↓
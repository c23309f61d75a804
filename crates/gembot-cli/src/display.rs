//! Display utilities for the console

use colored::*;

use gembot_engine::OutboundMessage;
use gembot_ledger::User;

/// Print a section header
pub fn section(title: &str) {
    println!();
    println!("{}", "━".repeat(60).bright_black());
    println!(" {}", title.bright_white().bold());
    println!("{}", "━".repeat(60).bright_black());
}

/// Print an info message
pub fn info(message: &str) {
    println!("  {} {}", "→".bright_blue(), message);
}

/// Print a warning message
pub fn warning(message: &str) {
    println!("  {} {}", "⚠".yellow(), message.yellow());
}

/// Print a key-value pair
pub fn kv(key: &str, value: &str) {
    println!("      {}: {}", key, value.bright_cyan());
}

/// Print a message from the bot with its buttons, one per row
pub fn bot_message(message: &OutboundMessage) {
    println!();
    for (i, line) in message.text.lines().enumerate() {
        let marker = if i == 0 { "🤖" } else { "  " };
        println!("{} {}", marker, line.bright_white());
    }
    for (i, button) in message.buttons.iter().enumerate() {
        println!(
            "   {} {} {}",
            format!("{}.", i + 1).bright_black(),
            button.label.bright_cyan(),
            format!("[{}]", button.code).bright_black()
        );
    }
}

/// Print the startup banner and the console commands
pub fn banner(bot_name: &str, speaking_as: &str) {
    section(&format!("{bot_name} console"));
    kv("speaking as", speaking_as);
    info("Type /start to begin, or a button code in [brackets] to press it");
    info("/whoami <id> <first> [last] switches user, /anon <code> sends without a sender");
}

/// Print every user and balance
pub fn ledger_summary(users: &[User]) {
    section("Balances");
    if users.is_empty() {
        info("No users");
        return;
    }
    for user in users {
        kv(&format!("{} ({})", user.name, user.id), &format!("{} 💎", user.gems));
    }
}
//! User records

use chrono::{DateTime, Utc};
use serde::{Deserialize, Serialize};

use gembot_types::{Gems, UserId};

/// A known user and their gem balance
///
/// The name is captured at registration and never updated, even if the
/// sender later changes it on the transport side.
#[derive(Debug, Clone, PartialEq, Eq, Serialize, Deserialize)]
pub struct User {
    pub id: UserId,
    pub name: String,
    pub gems: Gems,
    pub registered_at: DateTime<Utc>,
}

impl User {
    pub fn new(id: UserId, name: impl Into<String>) -> Self {
        Self {
            id,
            name: name.into(),
            gems: Gems::zero(),
            registered_at: Utc::now(),
        }
    }
}
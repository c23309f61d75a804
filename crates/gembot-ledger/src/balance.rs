//! Balance engine
//!
//! Pure validation and mutation of a single user's gem balance. Every check
//! runs before the arithmetic, so a failed call never touches the balance.

use serde::{Deserialize, Serialize};
use thiserror::Error;

use gembot_types::{CatalogEntry, Gems, MAX_GEMS};

use crate::User;

/// Why an earn or spend was refused
///
/// These are ordinary outcomes reported back to the user, not faults.
#[derive(Error, Debug, Clone, PartialEq, Eq, Serialize, Deserialize)]
pub enum BalanceError {
    #[error("Entry {code} has no gem value")]
    ZeroValueEntry { code: String, name: String },

    #[error("Balance cap exceeded: have {balance}, adding {value} would pass {max}")]
    CapExceeded { balance: Gems, value: Gems, max: Gems },

    #[error("Insufficient balance: have {balance}, need {cost}")]
    InsufficientBalance { balance: Gems, cost: Gems },
}

/// Limits applied by the balance engine
#[derive(Debug, Clone, Copy, PartialEq, Eq, Serialize, Deserialize)]
pub struct BalancePolicy {
    pub max_gems: Gems,
}

impl BalancePolicy {
    /// Policy with a custom cap, clamped to `MAX_GEMS`
    pub fn with_cap(max_gems: Gems) -> Self {
        Self {
            max_gems: max_gems.min(MAX_GEMS),
        }
    }
}

impl Default for BalancePolicy {
    fn default() -> Self {
        Self { max_gems: MAX_GEMS }
    }
}

/// Credit a useful activity's reward to the user
///
/// Returns the new balance.
pub fn earn(user: &mut User, entry: &CatalogEntry, policy: &BalancePolicy) -> Result<Gems, BalanceError> {
    if entry.gems.is_zero() {
        return Err(zero_value(entry));
    }

    let new_balance = user
        .gems
        .checked_add(entry.gems)
        .filter(|total| *total <= policy.max_gems)
        .ok_or(BalanceError::CapExceeded {
            balance: user.gems,
            value: entry.gems,
            max: policy.max_gems,
        })?;

    user.gems = new_balance;
    Ok(new_balance)
}

/// Charge a reward's cost to the user
///
/// Returns the new balance.
pub fn spend(user: &mut User, entry: &CatalogEntry) -> Result<Gems, BalanceError> {
    if entry.gems.is_zero() {
        return Err(zero_value(entry));
    }

    if user.gems < entry.gems {
        return Err(BalanceError::InsufficientBalance {
            balance: user.gems,
            cost: entry.gems,
        });
    }

    let new_balance = user
        .gems
        .checked_sub(entry.gems)
        .ok_or(BalanceError::InsufficientBalance {
            balance: user.gems,
            cost: entry.gems,
        })?;

    user.gems = new_balance;
    Ok(new_balance)
}

fn zero_value(entry: &CatalogEntry) -> BalanceError {
    BalanceError::ZeroValueEntry {
        code: entry.code.clone(),
        name: entry.name.clone(),
    }
}

#[cfg(test)]
mod tests {
    use super::*;
    use gembot_types::UserId;
    use proptest::prelude::*;

    fn user_with(gems: u16) -> User {
        let mut user = User::new(UserId::new(1), "Ada");
        user.gems = Gems(gems);
        user
    }

    #[test]
    fn test_earn_increments() {
        let mut user = user_with(0);
        let yoga = CatalogEntry::new("yoga", "Yoga (15 minutes)", 1);

        let balance = earn(&mut user, &yoga, &BalancePolicy::default()).unwrap();
        assert_eq!(balance, Gems(1));
        assert_eq!(user.gems, Gems(1));
    }

    #[test]
    fn test_earn_up_to_cap_exactly() {
        let mut user = user_with(499);
        let yoga = CatalogEntry::new("yoga", "Yoga (15 minutes)", 1);

        assert_eq!(earn(&mut user, &yoga, &BalancePolicy::default()), Ok(MAX_GEMS));
    }

    #[test]
    fn test_earn_past_cap_rejected() {
        let mut user = user_with(500);
        let yoga = CatalogEntry::new("yoga", "Yoga (15 minutes)", 1);

        let result = earn(&mut user, &yoga, &BalancePolicy::default());
        assert!(matches!(result, Err(BalanceError::CapExceeded { .. })));
        assert_eq!(user.gems, Gems(500));
    }

    #[test]
    fn test_earn_overflowing_u16_rejected_as_cap() {
        let mut user = user_with(400);
        let jackpot = CatalogEntry::new("jackpot", "Jackpot", u16::MAX);

        let result = earn(&mut user, &jackpot, &BalancePolicy::default());
        assert!(matches!(result, Err(BalanceError::CapExceeded { .. })));
        assert_eq!(user.gems, Gems(400));
    }

    #[test]
    fn test_spend_decrements() {
        let mut user = user_with(40);
        let movie = CatalogEntry::new("watch_movie", "Watching a movie (1 item)", 30);

        assert_eq!(spend(&mut user, &movie), Ok(Gems(10)));
        assert_eq!(user.gems, Gems(10));
    }

    #[test]
    fn test_spend_insufficient_rejected() {
        let mut user = user_with(1);
        let movie = CatalogEntry::new("watch_movie", "Watching a movie (1 item)", 30);

        assert_eq!(
            spend(&mut user, &movie),
            Err(BalanceError::InsufficientBalance {
                balance: Gems(1),
                cost: Gems(30),
            })
        );
        assert_eq!(user.gems, Gems(1));
    }

    #[test]
    fn test_zero_value_entries_rejected() {
        let mut user = user_with(10);
        let free = CatalogEntry::new("free", "Free lunch", 0);

        assert!(matches!(
            earn(&mut user, &free, &BalancePolicy::default()),
            Err(BalanceError::ZeroValueEntry { .. })
        ));
        assert!(matches!(
            spend(&mut user, &free),
            Err(BalanceError::ZeroValueEntry { .. })
        ));
        assert_eq!(user.gems, Gems(10));
    }

    #[test]
    fn test_policy_cap_is_clamped() {
        assert_eq!(BalancePolicy::with_cap(Gems(100)).max_gems, Gems(100));
        assert_eq!(BalancePolicy::with_cap(Gems(9_000)).max_gems, MAX_GEMS);
    }

    proptest! {
        #[test]
        fn earn_succeeds_iff_within_cap(balance in 0_u16..=500, value in 1_u16..=600) {
            let mut user = user_with(balance);
            let entry = CatalogEntry::new("x", "X", value);

            let result = earn(&mut user, &entry, &BalancePolicy::default());
            if u32::from(balance) + u32::from(value) <= 500 {
                prop_assert_eq!(result, Ok(Gems(balance + value)));
                prop_assert_eq!(user.gems, Gems(balance + value));
            } else {
                let is_cap_exceeded = matches!(result, Err(BalanceError::CapExceeded { .. }));
                prop_assert!(is_cap_exceeded);
                prop_assert_eq!(user.gems, Gems(balance));
            }
        }

        #[test]
        fn spend_succeeds_iff_affordable(balance in 0_u16..=500, cost in 1_u16..=600) {
            let mut user = user_with(balance);
            let entry = CatalogEntry::new("x", "X", cost);

            let result = spend(&mut user, &entry);
            if balance >= cost {
                prop_assert_eq!(result, Ok(Gems(balance - cost)));
                prop_assert_eq!(user.gems, Gems(balance - cost));
            } else {
                let is_insufficient = matches!(result, Err(BalanceError::InsufficientBalance { .. }));
                prop_assert!(is_insufficient);
                prop_assert_eq!(user.gems, Gems(balance));
            }
        }

        #[test]
        fn repeated_failures_are_idempotent(balance in 0_u16..30, repeats in 1_usize..10) {
            let mut user = user_with(balance);
            let movie = CatalogEntry::new("watch_movie", "Movie", 30);

            let first = spend(&mut user, &movie);
            for _ in 0..repeats {
                prop_assert_eq!(spend(&mut user, &movie), first.clone());
            }
            prop_assert_eq!(user.gems, Gems(balance));
        }

        #[test]
        fn balance_stays_in_bounds(ops in proptest::collection::vec((any::<bool>(), 1_u16..80), 0..200)) {
            let mut user = user_with(0);
            let policy = BalancePolicy::default();

            for (is_earn, value) in ops {
                let entry = CatalogEntry::new("x", "X", value);
                let _ = if is_earn {
                    earn(&mut user, &entry, &policy)
                } else {
                    spend(&mut user, &entry)
                };
                prop_assert!(user.gems <= MAX_GEMS);
            }
        }
    }
}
↑
THE TASK
Work out how many lines of the entries contain the word "have", and answer with that number alone.

SOLUTION
2